* [Problem requirements]
Exact repetition of the data is the whole task.

Collected data entries:
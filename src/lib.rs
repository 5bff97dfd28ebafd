//! Round Claimer
//!
//! Wallet session lifecycle and winnings claims for a CosmWasm prediction
//! market:
//! - Connect a wallet account and open a signing client for it
//! - Submit `collect_winnings` claims for finished rounds
//! - Read contract state (config, status, rounds, positions) over Tendermint RPC
//!
//! # Security Model
//!
//! - Private keys never enter this crate; signing is delegated to the wallet
//! - Session fields change all at once, or not at all
//! - Every claim attempt can be journaled to a JSONL audit file

pub mod audit;
pub mod bridge;
pub mod claim;
pub mod client;
pub mod coins;
pub mod config;
pub mod query;
pub mod rpc;
pub mod session;
pub mod wallet;

mod error;

#[cfg(test)]
mod testing;

// Re-export commonly used types
pub use claim::{ClaimSubmitter, SubmissionResult};
pub use config::{ChainConfig, Config};
pub use error::{Error, Result};
pub use session::{Session, SessionManager};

* [Expected answer]
filename src/lib.rs
repository 5bff97dfd28ebafd
//! Round Claimer
//!
//! Wallet session lifecycle and winnings claims for a CosmWasm prediction
//! market:
//! - Connect a wallet account and open a signing client for it
//! - Submit `collect_winnings` claims for finished rounds
//! - Read contract state (config, status, rounds, positions) over Tendermint RPC
//!
//! # Security Model
//!
//! - Private keys never enter this crate; signing is delegated to the wallet
//! - Session fields change all at once, or not at all
//! - Every claim attempt can be journaled to a JSONL audit file

pub mod audit;
pub mod bridge;
pub mod claim;
pub mod client;
pub mod coins;
pub mod config;
pub mod query;
pub mod rpc;
pub mod session;
pub mod wallet;

mod error;

#[cfg(test)]
mod testing;

// Re-export commonly used types
pub use claim::{ClaimSubmitter, SubmissionResult};
pub use config::{ChainConfig, Config};
pub use error::{Error, Result};
pub use session::{Session, SessionManager};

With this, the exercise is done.